### Task objective
From the data below, retype exactly the lines starting with the one that contains "(0.0 to 1.0)." and ending with the one that contains "assert_eq!(snapshot.error_count, 1);", both included.

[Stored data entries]
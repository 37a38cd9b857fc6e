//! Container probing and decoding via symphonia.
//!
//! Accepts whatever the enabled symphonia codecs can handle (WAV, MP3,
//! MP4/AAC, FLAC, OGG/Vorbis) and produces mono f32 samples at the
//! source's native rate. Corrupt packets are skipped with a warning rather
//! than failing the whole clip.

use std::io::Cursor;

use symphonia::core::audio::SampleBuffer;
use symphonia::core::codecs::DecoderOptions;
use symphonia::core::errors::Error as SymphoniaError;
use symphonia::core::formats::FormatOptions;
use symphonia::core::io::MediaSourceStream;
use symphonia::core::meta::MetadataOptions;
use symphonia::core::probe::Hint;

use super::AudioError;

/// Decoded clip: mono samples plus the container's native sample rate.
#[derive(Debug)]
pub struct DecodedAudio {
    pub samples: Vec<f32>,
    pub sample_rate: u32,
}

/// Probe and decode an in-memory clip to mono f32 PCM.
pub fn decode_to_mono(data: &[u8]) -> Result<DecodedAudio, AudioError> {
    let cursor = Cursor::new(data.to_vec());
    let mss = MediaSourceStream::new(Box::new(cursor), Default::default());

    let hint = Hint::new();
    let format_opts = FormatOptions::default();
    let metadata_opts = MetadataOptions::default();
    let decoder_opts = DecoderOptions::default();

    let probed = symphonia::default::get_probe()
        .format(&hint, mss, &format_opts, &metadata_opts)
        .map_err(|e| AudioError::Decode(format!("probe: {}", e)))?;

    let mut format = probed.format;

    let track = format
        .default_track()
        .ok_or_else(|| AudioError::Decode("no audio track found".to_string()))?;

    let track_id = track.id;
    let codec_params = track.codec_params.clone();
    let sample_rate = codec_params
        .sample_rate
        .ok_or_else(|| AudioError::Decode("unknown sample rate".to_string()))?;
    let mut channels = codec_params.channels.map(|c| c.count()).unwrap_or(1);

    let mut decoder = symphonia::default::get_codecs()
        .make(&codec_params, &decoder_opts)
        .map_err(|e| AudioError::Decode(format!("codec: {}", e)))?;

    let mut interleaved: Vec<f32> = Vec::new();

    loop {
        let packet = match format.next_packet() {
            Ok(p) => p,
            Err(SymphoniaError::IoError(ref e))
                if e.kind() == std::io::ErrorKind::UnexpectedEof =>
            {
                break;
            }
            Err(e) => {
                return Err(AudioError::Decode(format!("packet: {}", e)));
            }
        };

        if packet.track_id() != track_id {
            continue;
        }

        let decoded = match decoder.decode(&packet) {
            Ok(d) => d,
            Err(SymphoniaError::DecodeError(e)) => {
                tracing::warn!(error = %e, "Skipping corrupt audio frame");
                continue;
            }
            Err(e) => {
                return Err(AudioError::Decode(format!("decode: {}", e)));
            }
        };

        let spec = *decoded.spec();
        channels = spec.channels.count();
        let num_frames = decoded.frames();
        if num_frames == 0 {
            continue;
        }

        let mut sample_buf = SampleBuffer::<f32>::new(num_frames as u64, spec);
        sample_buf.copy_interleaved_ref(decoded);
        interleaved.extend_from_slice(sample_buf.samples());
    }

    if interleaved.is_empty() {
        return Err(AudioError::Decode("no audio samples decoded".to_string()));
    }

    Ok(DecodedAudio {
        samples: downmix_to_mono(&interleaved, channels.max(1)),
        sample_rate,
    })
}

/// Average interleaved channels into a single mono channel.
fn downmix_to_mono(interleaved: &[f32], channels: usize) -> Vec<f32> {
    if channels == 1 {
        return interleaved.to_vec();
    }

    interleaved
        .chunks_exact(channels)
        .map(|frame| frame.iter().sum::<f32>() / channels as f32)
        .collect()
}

---

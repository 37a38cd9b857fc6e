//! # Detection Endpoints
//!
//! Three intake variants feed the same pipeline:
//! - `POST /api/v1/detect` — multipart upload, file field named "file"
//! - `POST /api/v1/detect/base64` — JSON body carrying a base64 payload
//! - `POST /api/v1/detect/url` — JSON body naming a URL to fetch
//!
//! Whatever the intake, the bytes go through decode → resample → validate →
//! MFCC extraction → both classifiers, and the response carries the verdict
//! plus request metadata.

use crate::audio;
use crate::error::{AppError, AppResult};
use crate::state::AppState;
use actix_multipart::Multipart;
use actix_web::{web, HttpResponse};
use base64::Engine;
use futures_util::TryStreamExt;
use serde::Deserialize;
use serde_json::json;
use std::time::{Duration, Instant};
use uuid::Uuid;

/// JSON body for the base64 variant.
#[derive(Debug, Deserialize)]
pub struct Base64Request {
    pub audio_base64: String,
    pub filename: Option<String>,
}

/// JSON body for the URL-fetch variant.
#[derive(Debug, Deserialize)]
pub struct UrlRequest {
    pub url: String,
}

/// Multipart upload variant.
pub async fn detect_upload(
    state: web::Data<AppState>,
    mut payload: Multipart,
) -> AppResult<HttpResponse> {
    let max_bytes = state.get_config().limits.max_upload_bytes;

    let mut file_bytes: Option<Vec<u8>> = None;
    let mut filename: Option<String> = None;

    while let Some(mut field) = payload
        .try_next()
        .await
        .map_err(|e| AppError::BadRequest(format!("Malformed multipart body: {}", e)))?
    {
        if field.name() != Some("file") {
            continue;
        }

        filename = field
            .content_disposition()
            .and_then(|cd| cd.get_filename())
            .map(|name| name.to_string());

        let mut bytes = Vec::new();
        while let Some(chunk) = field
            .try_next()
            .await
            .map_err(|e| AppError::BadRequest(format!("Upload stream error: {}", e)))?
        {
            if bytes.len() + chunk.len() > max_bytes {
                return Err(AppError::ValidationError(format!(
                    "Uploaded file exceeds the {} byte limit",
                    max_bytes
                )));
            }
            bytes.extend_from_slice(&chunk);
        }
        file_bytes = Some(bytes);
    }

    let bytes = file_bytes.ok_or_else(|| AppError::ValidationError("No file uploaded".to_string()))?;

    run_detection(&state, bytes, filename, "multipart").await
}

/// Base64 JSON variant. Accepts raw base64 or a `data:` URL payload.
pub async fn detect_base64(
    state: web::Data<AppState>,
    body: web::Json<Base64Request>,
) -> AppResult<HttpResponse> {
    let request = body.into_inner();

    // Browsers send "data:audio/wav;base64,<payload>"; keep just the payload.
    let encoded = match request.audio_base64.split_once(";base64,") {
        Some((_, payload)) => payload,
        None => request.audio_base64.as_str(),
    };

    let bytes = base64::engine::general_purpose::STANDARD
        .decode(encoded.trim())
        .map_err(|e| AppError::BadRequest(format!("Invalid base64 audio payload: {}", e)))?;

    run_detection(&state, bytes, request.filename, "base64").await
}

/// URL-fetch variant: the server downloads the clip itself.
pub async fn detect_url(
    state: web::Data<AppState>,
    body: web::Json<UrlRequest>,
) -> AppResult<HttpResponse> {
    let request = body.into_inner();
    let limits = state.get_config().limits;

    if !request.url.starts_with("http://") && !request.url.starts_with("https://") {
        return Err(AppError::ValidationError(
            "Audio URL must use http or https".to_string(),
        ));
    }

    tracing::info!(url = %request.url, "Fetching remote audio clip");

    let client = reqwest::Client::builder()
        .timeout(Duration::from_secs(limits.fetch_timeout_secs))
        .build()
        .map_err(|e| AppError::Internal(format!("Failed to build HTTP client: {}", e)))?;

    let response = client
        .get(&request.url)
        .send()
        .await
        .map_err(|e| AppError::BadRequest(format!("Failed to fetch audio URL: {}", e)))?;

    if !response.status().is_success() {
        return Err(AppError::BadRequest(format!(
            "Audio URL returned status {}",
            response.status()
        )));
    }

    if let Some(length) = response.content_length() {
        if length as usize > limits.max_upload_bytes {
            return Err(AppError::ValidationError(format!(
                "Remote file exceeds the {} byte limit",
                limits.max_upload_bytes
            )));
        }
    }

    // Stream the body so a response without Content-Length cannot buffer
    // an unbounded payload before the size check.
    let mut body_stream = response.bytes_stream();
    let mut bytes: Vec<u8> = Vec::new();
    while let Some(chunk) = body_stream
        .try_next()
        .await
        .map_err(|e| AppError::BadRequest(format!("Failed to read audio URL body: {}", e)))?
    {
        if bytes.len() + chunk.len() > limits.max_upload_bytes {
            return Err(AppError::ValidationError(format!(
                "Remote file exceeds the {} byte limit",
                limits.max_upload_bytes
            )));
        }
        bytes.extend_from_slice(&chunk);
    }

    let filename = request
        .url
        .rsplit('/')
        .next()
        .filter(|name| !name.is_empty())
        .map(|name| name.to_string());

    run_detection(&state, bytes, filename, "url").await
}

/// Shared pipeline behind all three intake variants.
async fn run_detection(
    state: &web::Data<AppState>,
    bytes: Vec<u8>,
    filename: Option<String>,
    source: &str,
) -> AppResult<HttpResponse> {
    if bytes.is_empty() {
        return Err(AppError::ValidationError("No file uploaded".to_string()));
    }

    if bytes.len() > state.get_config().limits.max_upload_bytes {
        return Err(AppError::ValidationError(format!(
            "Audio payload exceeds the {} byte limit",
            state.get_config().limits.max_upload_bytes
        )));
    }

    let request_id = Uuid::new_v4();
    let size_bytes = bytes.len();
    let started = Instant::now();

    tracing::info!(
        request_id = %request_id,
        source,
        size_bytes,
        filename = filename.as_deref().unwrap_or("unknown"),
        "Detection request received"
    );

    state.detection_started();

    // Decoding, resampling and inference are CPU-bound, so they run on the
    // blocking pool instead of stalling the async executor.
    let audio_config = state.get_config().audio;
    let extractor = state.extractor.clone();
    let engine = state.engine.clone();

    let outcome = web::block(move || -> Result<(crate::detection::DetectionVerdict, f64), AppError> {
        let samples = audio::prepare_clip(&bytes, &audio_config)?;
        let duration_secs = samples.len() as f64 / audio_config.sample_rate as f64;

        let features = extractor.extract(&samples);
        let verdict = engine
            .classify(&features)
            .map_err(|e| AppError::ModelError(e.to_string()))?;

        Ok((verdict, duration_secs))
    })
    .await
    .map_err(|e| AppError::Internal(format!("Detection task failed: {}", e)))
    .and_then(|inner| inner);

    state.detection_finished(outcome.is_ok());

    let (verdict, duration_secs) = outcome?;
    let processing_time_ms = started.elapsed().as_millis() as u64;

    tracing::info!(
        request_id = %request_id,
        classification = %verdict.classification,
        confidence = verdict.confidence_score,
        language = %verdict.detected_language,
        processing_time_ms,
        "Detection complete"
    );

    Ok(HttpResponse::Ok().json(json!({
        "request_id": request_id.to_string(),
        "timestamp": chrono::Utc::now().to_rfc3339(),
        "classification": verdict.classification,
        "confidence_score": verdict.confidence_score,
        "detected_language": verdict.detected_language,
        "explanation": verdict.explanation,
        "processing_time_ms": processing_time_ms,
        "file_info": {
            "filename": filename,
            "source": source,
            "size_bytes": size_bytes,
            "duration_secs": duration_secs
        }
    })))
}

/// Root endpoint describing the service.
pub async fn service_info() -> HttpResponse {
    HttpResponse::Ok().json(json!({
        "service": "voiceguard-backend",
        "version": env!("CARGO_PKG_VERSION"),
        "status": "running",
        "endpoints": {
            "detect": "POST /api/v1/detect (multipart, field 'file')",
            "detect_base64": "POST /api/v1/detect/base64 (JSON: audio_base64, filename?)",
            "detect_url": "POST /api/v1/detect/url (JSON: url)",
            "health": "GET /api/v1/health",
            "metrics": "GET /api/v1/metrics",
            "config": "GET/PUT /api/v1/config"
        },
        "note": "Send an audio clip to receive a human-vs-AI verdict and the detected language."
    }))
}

--

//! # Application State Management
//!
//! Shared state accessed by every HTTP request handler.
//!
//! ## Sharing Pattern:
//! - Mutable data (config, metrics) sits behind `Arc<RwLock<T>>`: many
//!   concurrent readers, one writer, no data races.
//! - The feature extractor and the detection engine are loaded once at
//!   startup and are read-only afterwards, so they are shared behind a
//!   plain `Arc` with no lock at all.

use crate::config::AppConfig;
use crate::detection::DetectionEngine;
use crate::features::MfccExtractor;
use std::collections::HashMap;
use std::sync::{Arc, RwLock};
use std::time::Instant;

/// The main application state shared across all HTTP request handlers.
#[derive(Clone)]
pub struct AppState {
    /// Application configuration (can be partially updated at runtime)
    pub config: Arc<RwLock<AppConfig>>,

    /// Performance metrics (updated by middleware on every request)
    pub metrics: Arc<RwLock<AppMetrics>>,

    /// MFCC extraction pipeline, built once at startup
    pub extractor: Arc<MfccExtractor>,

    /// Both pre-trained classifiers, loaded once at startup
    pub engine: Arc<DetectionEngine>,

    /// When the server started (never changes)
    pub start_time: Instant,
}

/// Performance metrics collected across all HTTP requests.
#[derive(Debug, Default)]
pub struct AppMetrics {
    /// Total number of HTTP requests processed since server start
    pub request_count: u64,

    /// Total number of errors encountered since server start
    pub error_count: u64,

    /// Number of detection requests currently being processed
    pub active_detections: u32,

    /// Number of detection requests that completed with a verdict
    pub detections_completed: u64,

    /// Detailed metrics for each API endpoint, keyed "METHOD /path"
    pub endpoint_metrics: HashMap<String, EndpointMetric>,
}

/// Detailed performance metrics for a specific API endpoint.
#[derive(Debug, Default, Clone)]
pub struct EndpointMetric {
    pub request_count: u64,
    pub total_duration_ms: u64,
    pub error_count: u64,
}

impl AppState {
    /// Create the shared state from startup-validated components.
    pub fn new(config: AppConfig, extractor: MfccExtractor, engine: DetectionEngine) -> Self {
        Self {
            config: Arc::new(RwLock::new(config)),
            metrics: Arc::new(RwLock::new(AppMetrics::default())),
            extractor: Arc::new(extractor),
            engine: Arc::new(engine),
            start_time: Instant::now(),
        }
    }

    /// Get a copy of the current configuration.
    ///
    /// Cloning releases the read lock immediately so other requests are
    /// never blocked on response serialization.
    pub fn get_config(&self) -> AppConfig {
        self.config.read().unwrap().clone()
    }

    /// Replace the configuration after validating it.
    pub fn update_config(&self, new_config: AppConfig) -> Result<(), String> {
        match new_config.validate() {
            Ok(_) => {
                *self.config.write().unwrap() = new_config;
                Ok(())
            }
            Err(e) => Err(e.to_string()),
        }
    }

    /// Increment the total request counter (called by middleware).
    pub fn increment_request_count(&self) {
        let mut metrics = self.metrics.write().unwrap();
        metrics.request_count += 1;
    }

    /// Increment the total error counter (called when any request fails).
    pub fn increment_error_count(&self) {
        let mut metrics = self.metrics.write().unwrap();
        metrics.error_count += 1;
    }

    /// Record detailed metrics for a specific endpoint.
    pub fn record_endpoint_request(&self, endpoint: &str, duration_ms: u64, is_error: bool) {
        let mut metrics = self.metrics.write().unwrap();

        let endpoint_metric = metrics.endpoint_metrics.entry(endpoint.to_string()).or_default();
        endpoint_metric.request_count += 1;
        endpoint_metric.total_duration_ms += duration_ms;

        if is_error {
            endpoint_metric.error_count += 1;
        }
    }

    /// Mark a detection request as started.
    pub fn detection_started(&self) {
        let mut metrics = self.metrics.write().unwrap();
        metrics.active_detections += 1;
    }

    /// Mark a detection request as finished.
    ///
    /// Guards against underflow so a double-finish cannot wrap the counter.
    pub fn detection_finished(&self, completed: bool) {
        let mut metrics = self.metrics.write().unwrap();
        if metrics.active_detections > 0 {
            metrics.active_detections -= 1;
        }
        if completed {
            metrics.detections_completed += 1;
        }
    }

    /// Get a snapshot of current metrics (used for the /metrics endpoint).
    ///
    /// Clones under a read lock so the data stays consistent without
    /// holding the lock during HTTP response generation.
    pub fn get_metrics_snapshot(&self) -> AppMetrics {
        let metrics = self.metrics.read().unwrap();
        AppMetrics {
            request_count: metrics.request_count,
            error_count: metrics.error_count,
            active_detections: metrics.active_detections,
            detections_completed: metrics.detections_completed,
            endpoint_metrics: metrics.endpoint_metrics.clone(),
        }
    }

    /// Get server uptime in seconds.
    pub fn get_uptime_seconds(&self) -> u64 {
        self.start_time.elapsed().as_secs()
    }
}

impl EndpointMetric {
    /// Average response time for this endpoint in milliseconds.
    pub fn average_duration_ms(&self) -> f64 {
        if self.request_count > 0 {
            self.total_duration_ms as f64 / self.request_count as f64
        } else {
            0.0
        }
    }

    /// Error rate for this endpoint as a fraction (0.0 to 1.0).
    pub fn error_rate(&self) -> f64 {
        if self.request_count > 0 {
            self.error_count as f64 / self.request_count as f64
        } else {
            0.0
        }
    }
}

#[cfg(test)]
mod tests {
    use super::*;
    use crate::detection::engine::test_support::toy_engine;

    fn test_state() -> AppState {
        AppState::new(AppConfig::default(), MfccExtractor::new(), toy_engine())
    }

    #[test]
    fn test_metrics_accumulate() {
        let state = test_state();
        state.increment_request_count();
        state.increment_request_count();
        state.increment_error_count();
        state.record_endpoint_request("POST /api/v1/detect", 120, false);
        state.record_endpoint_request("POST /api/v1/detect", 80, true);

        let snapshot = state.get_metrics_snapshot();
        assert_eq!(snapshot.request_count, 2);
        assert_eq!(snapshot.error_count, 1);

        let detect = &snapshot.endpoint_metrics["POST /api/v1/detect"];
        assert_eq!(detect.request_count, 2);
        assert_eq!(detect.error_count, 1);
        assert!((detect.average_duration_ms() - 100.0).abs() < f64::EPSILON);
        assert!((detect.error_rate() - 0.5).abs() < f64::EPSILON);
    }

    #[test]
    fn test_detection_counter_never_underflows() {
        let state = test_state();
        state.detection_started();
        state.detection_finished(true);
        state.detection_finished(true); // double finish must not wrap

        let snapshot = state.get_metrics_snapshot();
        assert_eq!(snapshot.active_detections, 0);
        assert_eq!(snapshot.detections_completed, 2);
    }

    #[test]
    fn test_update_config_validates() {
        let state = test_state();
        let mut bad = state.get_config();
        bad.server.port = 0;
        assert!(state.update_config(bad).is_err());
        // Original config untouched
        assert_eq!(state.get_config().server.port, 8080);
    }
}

### Result of this task
    /// Error rate for this endpoint as a fraction (0.0 to 1.0).
    pub fn error_rate(&self) -> f64 {
        if self.request_count > 0 {
            self.error_count as f64 / self.request_count as f64
        } else {
            0.0
        }
    }
}

#[cfg(test)]
mod tests {
    use super::*;
    use crate::detection::engine::test_support::toy_engine;

    fn test_state() -> AppState {
        AppState::new(AppConfig::default(), MfccExtractor::new(), toy_engine())
    }

    #[test]
    fn test_metrics_accumulate() {
        let state = test_state();
        state.increment_request_count();
        state.increment_request_count();
        state.increment_error_count();
        state.record_endpoint_request("POST /api/v1/detect", 120, false);
        state.record_endpoint_request("POST /api/v1/detect", 80, true);

        let snapshot = state.get_metrics_snapshot();
        assert_eq!(snapshot.request_count, 2);
        assert_eq!(snapshot.error_count, 1);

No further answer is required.